What is the 50/30/20 Rule?
The 50/30/20 rule is a simple budgeting method that divides your after-tax income into three categories. It was popularized by Senator Elizabeth Warren in her book "All Your Worth" and has become one of the most widely used budgeting frameworks because of its simplicity.
The Three Categories
Needs
Essential expenses you must pay
- Rent or mortgage
- Utilities
- Groceries
- Health insurance
- Car payment/transportation
- Minimum debt payments
Wants
Things you enjoy but don't need
- Dining out
- Entertainment
- Subscriptions
- Shopping
- Hobbies
- Vacations
Savings & Debt
Building wealth and paying down debt
- Emergency fund
- Retirement contributions
- Extra debt payments
- Investments
- Savings goals
Example Budget
Monthly Income: $4,000 (after tax)
How to Apply the Rule
- Calculate your after-tax income
This is your take-home pay after taxes and deductions.
- List all your expenses
Track everything you spend for a month.
- Categorize each expense
Is it a need, want, or savings/debt payment?

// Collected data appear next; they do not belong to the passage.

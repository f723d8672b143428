//! Path input protocol
//!
//! Geometry enters the rasterizer through [`PathConsumer`], the same protocol
//! is used by the stroker/dasher collaborators of the host. [`Path`] is a
//! recorded sequence of commands that can be replayed into any consumer, and
//! [`TransformFilter`] applies an affine transformation on the way.
use crate::{Point, Scalar, Transform, EPSILON};
use std::fmt;

/// Rule used to decide whether a point is inside of the path
#[derive(Debug, Clone, Copy, PartialEq, Eq, PartialOrd, Ord, Hash, Default)]
#[cfg_attr(feature = "serde", derive(serde::Serialize, serde::Deserialize))]
pub enum FillRule {
    /// Inside when sum of signed crossings is not zero
    #[default]
    NonZero,
    /// Inside when number of crossings is odd
    EvenOdd,
}

/// Consumer of the path geometry
///
/// Expected call order is `move_to` followed by any number of segments and
/// `close_path`, repeated, and terminated by a single `path_done`.
pub trait PathConsumer {
    /// Start new sub-path at point `p`
    fn move_to(&mut self, p: Point);

    /// Line from the current point to `p`
    fn line_to(&mut self, p: Point);

    /// Quadratic bezier curve with control point `p1` ending at `p2`
    fn quad_to(&mut self, p1: Point, p2: Point);

    /// Cubic bezier curve with control points `p1`, `p2` ending at `p3`
    fn curve_to(&mut self, p1: Point, p2: Point, p3: Point);

    /// Close current sub-path with a line to its starting point
    fn close_path(&mut self);

    /// No more geometry will follow
    fn path_done(&mut self);
}

impl<C: PathConsumer + ?Sized> PathConsumer for &mut C {
    fn move_to(&mut self, p: Point) {
        (**self).move_to(p)
    }

    fn line_to(&mut self, p: Point) {
        (**self).line_to(p)
    }

    fn quad_to(&mut self, p1: Point, p2: Point) {
        (**self).quad_to(p1, p2)
    }

    fn curve_to(&mut self, p1: Point, p2: Point, p3: Point) {
        (**self).curve_to(p1, p2, p3)
    }

    fn close_path(&mut self) {
        (**self).close_path()
    }

    fn path_done(&mut self) {
        (**self).path_done()
    }
}

/// Single recorded path command
#[derive(Clone, Copy, PartialEq)]
pub enum PathCmd {
    MoveTo(Point),
    LineTo(Point),
    QuadTo(Point, Point),
    CurveTo(Point, Point, Point),
    Close,
}

impl fmt::Debug for PathCmd {
    fn fmt(&self, f: &mut fmt::Formatter<'_>) -> fmt::Result {
        match self {
            Self::MoveTo(p) => write!(f, "M{:?}", p),
            Self::LineTo(p) => write!(f, "L{:?}", p),
            Self::QuadTo(p1, p2) => write!(f, "Q{:?} {:?}", p1, p2),
            Self::CurveTo(p1, p2, p3) => write!(f, "C{:?} {:?} {:?}", p1, p2, p3),
            Self::Close => write!(f, "Z"),
        }
    }
}

/// Recorded sequence of path commands
#[derive(Clone, PartialEq, Default)]
pub struct Path {
    cmds: Vec<PathCmd>,
}

impl fmt::Debug for Path {
    fn fmt(&self, f: &mut fmt::Formatter<'_>) -> fmt::Result {
        if self.cmds.is_empty() {
            return write!(f, "Empty");
        }
        let mut first = true;
        for cmd in self.cmds.iter() {
            if !first {
                write!(f, " ")?;
            }
            first = false;
            cmd.fmt(f)?;
        }
        Ok(())
    }
}

impl Path {
    pub fn new(cmds: Vec<PathCmd>) -> Self {
        Self { cmds }
    }

    pub fn empty() -> Self {
        Self::default()
    }

    /// Convenience method to create `PathBuilder`
    pub fn builder() -> PathBuilder {
        PathBuilder::new()
    }

    pub fn cmds(&self) -> &[PathCmd] {
        &self.cmds
    }

    pub fn is_empty(&self) -> bool {
        self.cmds.is_empty()
    }

    /// Replay path into the consumer, terminating it with `path_done`
    pub fn emit(&self, mut consumer: impl PathConsumer) {
        for cmd in self.cmds.iter() {
            match *cmd {
                PathCmd::MoveTo(p) => consumer.move_to(p),
                PathCmd::LineTo(p) => consumer.line_to(p),
                PathCmd::QuadTo(p1, p2) => consumer.quad_to(p1, p2),
                PathCmd::CurveTo(p1, p2, p3) => consumer.curve_to(p1, p2, p3),
                PathCmd::Close => consumer.close_path(),
            }
        }
        consumer.path_done();
    }

    /// Replay path into the consumer with transformation applied
    pub fn emit_transformed(&self, tr: Transform, consumer: impl PathConsumer) {
        if tr.is_identity() {
            self.emit(consumer)
        } else {
            self.emit(TransformFilter::new(tr, consumer))
        }
    }
}

/// Path builder similar to Canvas/Cairo interface.
#[derive(Clone, Default)]
pub struct PathBuilder {
    position: Point,
    start: Point,
    cmds: Vec<PathCmd>,
}

impl PathBuilder {
    pub fn new() -> Self {
        Self::default()
    }

    /// Build path
    pub fn build(&mut self) -> Path {
        let PathBuilder { cmds, .. } = std::mem::take(self);
        Path::new(cmds)
    }

    /// Move current position, starting new subpath
    pub fn move_to(&mut self, p: impl Into<Point>) -> &mut Self {
        let p = p.into();
        self.position = p;
        self.start = p;
        self.cmds.push(PathCmd::MoveTo(p));
        self
    }

    /// Close current subpath
    pub fn close(&mut self) -> &mut Self {
        self.position = self.start;
        self.cmds.push(PathCmd::Close);
        self
    }

    /// Add line from the current position to the specified point
    pub fn line_to(&mut self, p: impl Into<Point>) -> &mut Self {
        let p = p.into();
        if !self.position.is_close_to(p) {
            self.position = p;
            self.cmds.push(PathCmd::LineTo(p));
        }
        self
    }

    /// Add quadratic bezier curve
    pub fn quad_to(&mut self, p1: impl Into<Point>, p2: impl Into<Point>) -> &mut Self {
        let p2 = p2.into();
        self.position = p2;
        self.cmds.push(PathCmd::QuadTo(p1.into(), p2));
        self
    }

    /// Add cubic beizer curve
    pub fn cubic_to(
        &mut self,
        p1: impl Into<Point>,
        p2: impl Into<Point>,
        p3: impl Into<Point>,
    ) -> &mut Self {
        let p3 = p3.into();
        self.position = p3;
        self.cmds.push(PathCmd::CurveTo(p1.into(), p2.into(), p3));
        self
    }

    /// Add axis aligned rectangle with current position being low-x and low-y coordinate
    pub fn rect(&mut self, width: Scalar, height: Scalar) -> &mut Self {
        let Point([x, y]) = self.position;
        self.move_to((x, y))
            .line_to((x + width, y))
            .line_to((x + width, y + height))
            .line_to((x, y + height))
            .close()
    }

    /// Add circle with the center at current position and provided radius.
    ///
    /// Current position is not changed after invocation.
    pub fn circle(&mut self, radius: Scalar) -> &mut Self {
        // (4/3)*tan(pi/8) = 4*(sqrt(2)-1)/3 = 0.5522847498307935
        let offset = 0.5522847498307935 * radius;
        let x_offset = Point::new(offset, 0.0);
        let y_offset = Point::new(0.0, offset);
        let center = self.position();
        let p0 = center - Point::new(radius, 0.0);
        let p1 = center - Point::new(0.0, radius);
        let p2 = center + Point::new(radius, 0.0);
        let p3 = center + Point::new(0.0, radius);

        self.move_to(p0)
            .cubic_to(p0 - y_offset, p1 - x_offset, p1)
            .cubic_to(p1 + x_offset, p2 - y_offset, p2)
            .cubic_to(p2 + y_offset, p3 + x_offset, p3)
            .cubic_to(p3 - x_offset, p0 + y_offset, p0)
            .close();
        self.position = center;
        self
    }

    /// Current possition of the builder
    pub fn position(&self) -> Point {
        self.position
    }
}

/// Consumer adapter that transforms all points before forwarding them
///
/// Pure scale transformations (no translation and shear) take a cheaper path
/// that only multiplies coordinates.
pub struct TransformFilter<C> {
    tr: Transform,
    kind: FilterKind,
    inner: C,
}

#[derive(Debug, Clone, Copy, PartialEq, Eq)]
enum FilterKind {
    Identity,
    Scale,
    Delta,
    Affine,
}

impl<C: PathConsumer> TransformFilter<C> {
    pub fn new(tr: Transform, inner: C) -> Self {
        let kind = if tr.is_identity() {
            FilterKind::Identity
        } else if tr.is_delta() && tr.is_axis_aligned() {
            FilterKind::Scale
        } else if tr.is_delta() {
            FilterKind::Delta
        } else {
            FilterKind::Affine
        };
        Self { tr, kind, inner }
    }

    pub fn into_inner(self) -> C {
        self.inner
    }

    #[inline]
    fn map(&self, p: Point) -> Point {
        match self.kind {
            FilterKind::Identity => p,
            FilterKind::Scale => {
                let [sx, _, _, _, sy, _] = self.tr.to_array();
                Point::new(p.x() * sx, p.y() * sy)
            }
            FilterKind::Delta => self.tr.apply_delta(p),
            FilterKind::Affine => self.tr.apply(p),
        }
    }
}

impl<C: PathConsumer> PathConsumer for TransformFilter<C> {
    fn move_to(&mut self, p: Point) {
        let p = self.map(p);
        self.inner.move_to(p)
    }

    fn line_to(&mut self, p: Point) {
        let p = self.map(p);
        self.inner.line_to(p)
    }

    fn quad_to(&mut self, p1: Point, p2: Point) {
        let (p1, p2) = (self.map(p1), self.map(p2));
        self.inner.quad_to(p1, p2)
    }

    fn curve_to(&mut self, p1: Point, p2: Point, p3: Point) {
        let (p1, p2, p3) = (self.map(p1), self.map(p2), self.map(p3));
        self.inner.curve_to(p1, p2, p3)
    }

    fn close_path(&mut self) {
        self.inner.close_path()
    }

    fn path_done(&mut self) {
        self.inner.path_done()
    }
}

/// Whether the transformation collapses geometry to a line or a point
pub fn is_degenerate(tr: Transform) -> bool {
    tr.det().abs() <= EPSILON
}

- Calculate your current percentages
How does your actual spending compare to 50/30/20?
- Adjust as needed
Cut wants or find ways to reduce needs to hit targets.
When to Adjust the Ratios
The 50/30/20 rule is a guideline, not a strict law. You may need to adjust based on your situation:
- High cost of living: Needs might be 60%, with wants at 20%
- Aggressive debt payoff: Try 50/20/30 (more to debt)
- High income: Consider 50/20/30 (more to savings)
- Starting out: 70/20/10 while building income
Common Questions
Is the gym a need or want?
Usually a want. Unless it's required for your job or prescribed by a doctor, it's discretionary.
What about debt payments?
Minimum payments are needs. Extra payments beyond the minimum count toward the 20% savings/debt category.
Where do subscriptions go?
Most are wants (Netflix, Spotify). Some might be needs if required for work.